● EXERCISE DESCRIPTION
Output only the lines below that start at the line containing "azimuth in radians." and end at the line containing "for _ in 0..3", with both ends kept.

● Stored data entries
════
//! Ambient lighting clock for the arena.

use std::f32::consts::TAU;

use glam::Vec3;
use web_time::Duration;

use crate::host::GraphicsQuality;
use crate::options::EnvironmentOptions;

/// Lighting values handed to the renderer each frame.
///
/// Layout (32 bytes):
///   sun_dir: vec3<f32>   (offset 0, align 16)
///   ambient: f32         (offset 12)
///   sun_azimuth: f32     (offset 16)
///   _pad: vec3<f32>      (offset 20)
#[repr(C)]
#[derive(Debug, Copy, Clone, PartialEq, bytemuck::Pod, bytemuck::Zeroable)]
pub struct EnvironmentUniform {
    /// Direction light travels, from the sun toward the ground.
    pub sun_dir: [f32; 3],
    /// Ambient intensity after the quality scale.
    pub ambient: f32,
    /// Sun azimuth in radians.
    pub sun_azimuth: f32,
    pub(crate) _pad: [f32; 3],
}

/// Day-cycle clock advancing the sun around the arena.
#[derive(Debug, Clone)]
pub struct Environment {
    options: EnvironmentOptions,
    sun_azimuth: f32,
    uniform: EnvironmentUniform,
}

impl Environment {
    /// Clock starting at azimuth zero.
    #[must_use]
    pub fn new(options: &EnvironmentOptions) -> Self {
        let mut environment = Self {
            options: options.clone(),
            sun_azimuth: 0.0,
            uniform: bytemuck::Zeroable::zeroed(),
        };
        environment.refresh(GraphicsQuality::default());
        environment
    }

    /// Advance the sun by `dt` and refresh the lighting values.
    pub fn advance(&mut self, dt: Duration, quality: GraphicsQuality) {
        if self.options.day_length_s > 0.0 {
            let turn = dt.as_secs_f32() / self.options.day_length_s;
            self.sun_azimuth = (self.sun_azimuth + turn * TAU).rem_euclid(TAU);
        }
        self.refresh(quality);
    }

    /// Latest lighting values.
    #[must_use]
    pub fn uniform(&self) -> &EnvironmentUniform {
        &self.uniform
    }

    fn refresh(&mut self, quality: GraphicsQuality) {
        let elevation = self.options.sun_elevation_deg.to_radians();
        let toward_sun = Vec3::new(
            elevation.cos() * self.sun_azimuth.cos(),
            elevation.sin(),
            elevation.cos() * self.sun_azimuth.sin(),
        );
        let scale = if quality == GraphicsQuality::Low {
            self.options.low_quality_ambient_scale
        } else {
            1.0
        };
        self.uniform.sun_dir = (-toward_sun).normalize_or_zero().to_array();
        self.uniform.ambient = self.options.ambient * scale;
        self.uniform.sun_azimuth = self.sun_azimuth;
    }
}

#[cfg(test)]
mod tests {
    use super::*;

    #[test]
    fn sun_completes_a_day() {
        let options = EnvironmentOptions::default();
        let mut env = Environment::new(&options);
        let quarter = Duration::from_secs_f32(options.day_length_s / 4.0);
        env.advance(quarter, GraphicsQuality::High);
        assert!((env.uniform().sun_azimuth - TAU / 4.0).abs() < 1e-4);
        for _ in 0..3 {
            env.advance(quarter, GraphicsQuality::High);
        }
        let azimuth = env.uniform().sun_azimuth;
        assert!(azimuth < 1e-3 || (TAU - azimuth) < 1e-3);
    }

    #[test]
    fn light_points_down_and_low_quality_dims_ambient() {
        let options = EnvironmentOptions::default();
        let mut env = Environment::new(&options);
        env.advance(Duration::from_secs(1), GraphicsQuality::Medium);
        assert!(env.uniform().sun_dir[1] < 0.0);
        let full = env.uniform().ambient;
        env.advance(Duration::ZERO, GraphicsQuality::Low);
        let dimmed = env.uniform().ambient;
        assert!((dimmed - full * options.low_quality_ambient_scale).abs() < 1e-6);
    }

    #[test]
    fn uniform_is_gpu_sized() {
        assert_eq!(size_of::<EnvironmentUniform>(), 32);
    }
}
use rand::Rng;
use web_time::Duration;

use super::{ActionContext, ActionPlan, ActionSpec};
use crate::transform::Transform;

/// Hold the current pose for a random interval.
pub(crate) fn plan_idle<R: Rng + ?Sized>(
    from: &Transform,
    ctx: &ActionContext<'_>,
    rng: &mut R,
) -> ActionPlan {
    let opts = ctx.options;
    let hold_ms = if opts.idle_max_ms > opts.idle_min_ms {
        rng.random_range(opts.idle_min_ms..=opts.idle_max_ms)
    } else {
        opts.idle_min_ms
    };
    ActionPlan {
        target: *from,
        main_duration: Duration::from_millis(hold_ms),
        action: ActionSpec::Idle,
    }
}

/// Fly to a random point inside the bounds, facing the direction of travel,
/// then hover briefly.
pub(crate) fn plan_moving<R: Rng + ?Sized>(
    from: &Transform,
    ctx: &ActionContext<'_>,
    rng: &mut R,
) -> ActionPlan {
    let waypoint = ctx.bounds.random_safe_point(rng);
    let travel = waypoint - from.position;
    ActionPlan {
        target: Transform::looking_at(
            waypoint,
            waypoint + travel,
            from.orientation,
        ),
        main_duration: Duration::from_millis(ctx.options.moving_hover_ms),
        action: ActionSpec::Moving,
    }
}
════
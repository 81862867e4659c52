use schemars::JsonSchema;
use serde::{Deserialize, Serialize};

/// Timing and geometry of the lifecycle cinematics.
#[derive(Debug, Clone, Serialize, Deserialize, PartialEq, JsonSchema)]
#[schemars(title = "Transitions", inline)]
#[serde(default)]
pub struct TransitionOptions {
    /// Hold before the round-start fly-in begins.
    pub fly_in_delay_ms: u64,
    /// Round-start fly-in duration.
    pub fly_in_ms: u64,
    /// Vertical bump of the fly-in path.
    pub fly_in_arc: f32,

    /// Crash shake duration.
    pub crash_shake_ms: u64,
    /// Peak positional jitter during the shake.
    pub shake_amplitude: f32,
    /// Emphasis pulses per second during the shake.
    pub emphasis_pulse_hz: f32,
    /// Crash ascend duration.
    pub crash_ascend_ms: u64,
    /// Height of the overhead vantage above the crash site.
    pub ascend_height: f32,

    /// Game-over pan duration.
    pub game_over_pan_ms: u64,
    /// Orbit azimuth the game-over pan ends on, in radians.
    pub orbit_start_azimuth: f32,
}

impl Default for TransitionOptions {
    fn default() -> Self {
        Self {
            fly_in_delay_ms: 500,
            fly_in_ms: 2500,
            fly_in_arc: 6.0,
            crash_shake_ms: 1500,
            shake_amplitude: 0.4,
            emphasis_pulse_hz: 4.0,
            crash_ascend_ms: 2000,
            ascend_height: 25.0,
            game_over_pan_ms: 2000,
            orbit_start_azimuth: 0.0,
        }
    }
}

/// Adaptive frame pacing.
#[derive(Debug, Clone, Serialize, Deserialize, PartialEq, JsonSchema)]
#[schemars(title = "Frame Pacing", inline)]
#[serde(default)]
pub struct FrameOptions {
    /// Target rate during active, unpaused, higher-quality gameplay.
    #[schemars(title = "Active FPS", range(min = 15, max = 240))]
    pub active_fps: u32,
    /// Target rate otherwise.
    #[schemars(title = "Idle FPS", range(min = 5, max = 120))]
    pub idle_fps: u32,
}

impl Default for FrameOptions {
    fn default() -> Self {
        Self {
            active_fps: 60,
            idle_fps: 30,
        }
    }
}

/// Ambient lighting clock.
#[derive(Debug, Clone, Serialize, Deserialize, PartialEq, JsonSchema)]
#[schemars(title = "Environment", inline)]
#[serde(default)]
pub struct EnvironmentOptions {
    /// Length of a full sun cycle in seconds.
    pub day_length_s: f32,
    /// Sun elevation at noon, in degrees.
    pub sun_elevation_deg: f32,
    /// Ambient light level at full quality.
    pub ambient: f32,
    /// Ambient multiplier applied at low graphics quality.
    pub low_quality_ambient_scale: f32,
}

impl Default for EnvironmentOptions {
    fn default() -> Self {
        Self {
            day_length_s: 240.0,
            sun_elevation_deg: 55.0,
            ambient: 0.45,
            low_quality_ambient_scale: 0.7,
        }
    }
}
════
● YOUR RESPONSE
    /// Sun azimuth in radians.
    pub sun_azimuth: f32,
    pub(crate) _pad: [f32; 3],
}

/// Day-cycle clock advancing the sun around the arena.
#[derive(Debug, Clone)]
pub struct Environment {
    options: EnvironmentOptions,
    sun_azimuth: f32,
    uniform: EnvironmentUniform,
}

impl Environment {
    /// Clock starting at azimuth zero.
    #[must_use]
    pub fn new(options: &EnvironmentOptions) -> Self {
        let mut environment = Self {
            options: options.clone(),
            sun_azimuth: 0.0,
            uniform: bytemuck::Zeroable::zeroed(),
        };
        environment.refresh(GraphicsQuality::default());
        environment
    }

    /// Advance the sun by `dt` and refresh the lighting values.
    pub fn advance(&mut self, dt: Duration, quality: GraphicsQuality) {
        if self.options.day_length_s > 0.0 {
            let turn = dt.as_secs_f32() / self.options.day_length_s;
            self.sun_azimuth = (self.sun_azimuth + turn * TAU).rem_euclid(TAU);
        }
        self.refresh(quality);
    }

    /// Latest lighting values.
    #[must_use]
    pub fn uniform(&self) -> &EnvironmentUniform {
        &self.uniform
    }

    fn refresh(&mut self, quality: GraphicsQuality) {
        let elevation = self.options.sun_elevation_deg.to_radians();
        let toward_sun = Vec3::new(
            elevation.cos() * self.sun_azimuth.cos(),
            elevation.sin(),
            elevation.cos() * self.sun_azimuth.sin(),
        );
        let scale = if quality == GraphicsQuality::Low {
            self.options.low_quality_ambient_scale
        } else {
            1.0
        };
        self.uniform.sun_dir = (-toward_sun).normalize_or_zero().to_array();
        self.uniform.ambient = self.options.ambient * scale;
        self.uniform.sun_azimuth = self.sun_azimuth;
    }
}

#[cfg(test)]
mod tests {
    use super::*;

    #[test]
    fn sun_completes_a_day() {
        let options = EnvironmentOptions::default();
        let mut env = Environment::new(&options);
        let quarter = Duration::from_secs_f32(options.day_length_s / 4.0);
        env.advance(quarter, GraphicsQuality::High);
        assert!((env.uniform().sun_azimuth - TAU / 4.0).abs() < 1e-4);
        for _ in 0..3 {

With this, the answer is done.